■ YOUR ASSIGNMENT
Reproduce exactly the lines that run from the start of the records below to the line with "pub struct Thread<'a>", inclusive.

■ INFORMATION
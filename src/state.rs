use std::collections::hash_map::Entry;
use std::collections::{HashMap, HashSet};

use serde::Serialize;

use crate::models::{Item, ItemId};

/// Everything resolved during a session: every item by id, plus the ordered
/// stories that passed the acceptance filter. Grows only; an id, once
/// present, keeps its first value.
#[derive(Debug, Default, Serialize)]
pub struct MaterializedState {
    items: HashMap<ItemId, Item>,
    stories: Vec<ItemId>,
    #[serde(skip)]
    accepted: HashSet<ItemId>,
}

/// A materialized item with its materialized replies, in `kids` order.
#[derive(Debug, PartialEq)]
pub struct Thread<'a> {
    pub item: &'a Item,
    pub replies: Vec<Thread<'a>>,
}

impl Thread<'_> {
    /// Items in this thread, including its root.
    pub fn size(&self) -> usize {
        1 + self.replies.iter().map(Thread::size).sum::<usize>()
    }
}

impl MaterializedState {
    pub fn new() -> Self {
        Self::default()
    }

    /// Insert `item` unless its id is already known. Returns whether it was new.
    pub fn insert(&mut self, item: Item) -> bool {
        match self.items.entry(item.id) {
            Entry::Occupied(_) => false,
            Entry::Vacant(slot) => {
                slot.insert(item);
                true
            }
        }
    }

    /// Materialize `story` and append it to the story list. Returns whether it
    /// was newly accepted.
    pub fn accept_story(&mut self, story: Item) -> bool {
        let id = story.id;
        self.insert(story);
        if self.accepted.insert(id) {
            self.stories.push(id);
            true
        } else {
            false
        }
    }

    pub fn get(&self, id: ItemId) -> Option<&Item> {
        self.items.get(&id)
    }

    pub fn contains(&self, id: ItemId) -> bool {
        self.items.contains_key(&id)
    }

    pub fn len(&self) -> usize {
        self.items.len()
    }

    pub fn is_empty(&self) -> bool {
        self.items.is_empty()
    }

    pub fn ids(&self) -> impl Iterator<Item = ItemId> + '_ {
        self.items.keys().copied()
    }

    /// Accepted stories in acceptance order.
    pub fn stories(&self) -> impl Iterator<Item = &Item> + '_ {
        self.stories.iter().filter_map(|id| self.items.get(id))
    }

    pub fn story_count(&self) -> usize {
        self.stories.len()
    }

    /// Number of `parent` hops from `id` up to the first item that is not
    /// materialized. A top-level story has depth 0.
    pub fn depth(&self, id: ItemId) -> usize {
        let mut depth = 0;
        let mut current = self.items.get(&id);

        while let Some(parent) = current.and_then(Item::parent) {
            match self.items.get(&parent) {
                Some(item) if depth < self.items.len() => {
                    depth += 1;
                    current = Some(item);
                }
                _ => break,
            }
        }

        depth
    }

    /// Reply tree for `ids`; ids not materialized yet are left out.
    pub fn thread(&self, ids: &[ItemId]) -> Vec<Thread<'_>> {
        self.thread_bounded(ids, self.items.len())
    }

    fn thread_bounded(&self, ids: &[ItemId], budget: usize) -> Vec<Thread<'_>> {
        if budget == 0 {
            return Vec::new();
        }

        ids.iter()
            .filter_map(|id| self.items.get(id))
            .map(|item| Thread {
                item,
                replies: self.thread_bounded(item.kids(), budget - 1),
            })
            .collect()
    }
}

#[cfg(test)]
mod tests {
    use super::*;
    use serde_json::json;

    fn item(value: serde_json::Value) -> Item {
        serde_json::from_value(value).expect("item decodes")
    }

    fn populated() -> MaterializedState {
        let mut state = MaterializedState::new();
        state.accept_story(item(json!({"id": 1, "type": "story", "title": "Root", "kids": [2, 3]})));
        state.insert(item(json!({"id": 2, "type": "comment", "parent": 1, "kids": [4]})));
        state.insert(item(json!({"id": 3, "type": "comment", "parent": 1})));
        state.insert(item(json!({"id": 4, "type": "comment", "parent": 2, "kids": [5]})));
        state
    }

    #[test]
    fn first_value_wins() {
        let mut state = MaterializedState::new();
        assert!(state.insert(item(json!({"id": 1, "type": "comment", "text": "first"}))));
        assert!(!state.insert(item(json!({"id": 1, "type": "comment", "text": "second"}))));

        assert_eq!(state.len(), 1);
        assert_eq!(state.get(1).and_then(Item::text), Some("first"));
    }

    #[test]
    fn stories_are_ordered_and_unique() {
        let mut state = MaterializedState::new();
        assert!(state.accept_story(item(json!({"id": 2, "title": "B"}))));
        assert!(state.accept_story(item(json!({"id": 1, "title": "A"}))));
        assert!(!state.accept_story(item(json!({"id": 2, "title": "B"}))));

        let ids: Vec<ItemId> = state.stories().map(|story| story.id).collect();
        assert_eq!(ids, vec![2, 1]);
        assert_eq!(state.story_count(), 2);
    }

    #[test]
    fn depth_counts_materialized_parents() {
        let state = populated();
        assert_eq!(state.depth(1), 0);
        assert_eq!(state.depth(2), 1);
        assert_eq!(state.depth(4), 2);
        assert_eq!(state.depth(99), 0);
    }

    #[test]
    fn depth_terminates_on_cycles() {
        let mut state = MaterializedState::new();
        state.insert(item(json!({"id": 1, "type": "comment", "parent": 2})));
        state.insert(item(json!({"id": 2, "type": "comment", "parent": 1})));
        assert!(state.depth(1) <= 2);
    }

    #[test]
    fn thread_skips_unknown_ids() {
        let state = populated();
        let root = state.get(1).expect("root");

        let thread = state.thread(root.kids());

        assert_eq!(thread.len(), 2);
        assert_eq!(thread[0].item.id, 2);
        assert_eq!(thread[0].replies.len(), 1);
        // 5 is referenced but not materialized
        assert!(thread[0].replies[0].replies.is_empty());
        assert_eq!(thread[1].item.id, 3);
        assert_eq!(thread.iter().map(Thread::size).sum::<usize>(), 3);
    }
}
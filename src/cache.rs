use std::cell::{Cell, RefCell};
use std::collections::HashMap;
use std::rc::Rc;

use futures::future::{FutureExt, LocalBoxFuture, Shared};
use serde::de::DeserializeOwned;
use serde_json::Value;
use tracing::{trace, warn};

use crate::address::Address;
use crate::error::FetchError;
use crate::transport::Transport;

type PendingFetch = Shared<LocalBoxFuture<'static, Result<Value, FetchError>>>;

enum Slot {
    Pending(PendingFetch),
    Ready(Value),
}

/// Session-scoped memo of remote lookups keyed by address.
///
/// At most one request per address is in flight at a time: callers arriving
/// while it runs await the same shared future. Resolved values (including
/// `null`) stay for the lifetime of the cache. Failures reach every waiting
/// caller and are dropped, so the next call goes back to the network.
///
/// The cache is single-threaded (`Rc`/`RefCell`); no borrow is held across an
/// await point.
#[derive(Clone)]
pub struct FetchCache {
    transport: Rc<dyn Transport>,
    slots: Rc<RefCell<HashMap<Address, Slot>>>,
    requests: Rc<Cell<usize>>,
}

impl FetchCache {
    pub fn new(transport: impl Transport + 'static) -> Self {
        Self::from_shared(Rc::new(transport))
    }

    pub fn from_shared(transport: Rc<dyn Transport>) -> Self {
        Self {
            transport,
            slots: Rc::new(RefCell::new(HashMap::new())),
            requests: Rc::new(Cell::new(0)),
        }
    }

    pub async fn resolve(&self, address: &Address) -> Result<Value, FetchError> {
        let pending = {
            let mut slots = self.slots.borrow_mut();
            let in_flight = match slots.get(address) {
                Some(Slot::Ready(value)) => {
                    trace!(%address, "cache hit");
                    return Ok(value.clone());
                }
                Some(Slot::Pending(fetch)) => {
                    trace!(%address, "joining in-flight request");
                    Some(fetch.clone())
                }
                None => None,
            };

            match in_flight {
                Some(fetch) => fetch,
                None => {
                    let fetch = self.start(address.clone());
                    slots.insert(address.clone(), Slot::Pending(fetch.clone()));
                    fetch
                }
            }
        };

        pending.await
    }

    /// Resolve and decode; `null` decodes to `None`.
    pub async fn resolve_as<T: DeserializeOwned>(
        &self,
        address: &Address,
    ) -> Result<Option<T>, FetchError> {
        let value = self.resolve(address).await?;
        decode(address, value)
    }

    fn start(&self, address: Address) -> PendingFetch {
        self.requests.set(self.requests.get() + 1);

        let transport = Rc::clone(&self.transport);
        let slots = Rc::downgrade(&self.slots);

        async move {
            let result = transport.get_json(&address).await;

            if let Some(slots) = slots.upgrade() {
                let mut slots = slots.borrow_mut();
                match &result {
                    Ok(value) => {
                        slots.insert(address, Slot::Ready(value.clone()));
                    }
                    Err(e) => {
                        warn!(%address, error = %e, "fetch failed");
                        slots.remove(&address);
                    }
                }
            }

            result
        }
        .boxed_local()
        .shared()
    }

    /// Resolved value for `address`, without touching the network.
    pub fn peek(&self, address: &Address) -> Option<Value> {
        match self.slots.borrow().get(address) {
            Some(Slot::Ready(value)) => Some(value.clone()),
            _ => None,
        }
    }

    pub fn is_pending(&self, address: &Address) -> bool {
        matches!(self.slots.borrow().get(address), Some(Slot::Pending(_)))
    }

    /// Number of entries, pending or resolved.
    pub fn len(&self) -> usize {
        self.slots.borrow().len()
    }

    pub fn is_empty(&self) -> bool {
        self.len() == 0
    }

    /// Network requests issued over the lifetime of the cache.
    pub fn network_requests(&self) -> usize {
        self.requests.get()
    }
}

/// Decode a resolved value into a typed record; `null` means the entity does not exist.
pub fn decode<T: DeserializeOwned>(address: &Address, value: Value) -> Result<Option<T>, FetchError> {
    if value.is_null() {
        return Ok(None);
    }

    serde_json::from_value(value)
        .map(Some)
        .map_err(|e| FetchError::Malformed {
            address: address.clone(),
            message: e.to_string(),
        })
}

■ ANSWER SPACE
filename src/state.rs
use std::collections::hash_map::Entry;
use std::collections::{HashMap, HashSet};

use serde::Serialize;

use crate::models::{Item, ItemId};

/// Everything resolved during a session: every item by id, plus the ordered
/// stories that passed the acceptance filter. Grows only; an id, once
/// present, keeps its first value.
#[derive(Debug, Default, Serialize)]
pub struct MaterializedState {
    items: HashMap<ItemId, Item>,
    stories: Vec<ItemId>,
    #[serde(skip)]
    accepted: HashSet<ItemId>,
}

/// A materialized item with its materialized replies, in `kids` order.
#[derive(Debug, PartialEq)]
pub struct Thread<'a> {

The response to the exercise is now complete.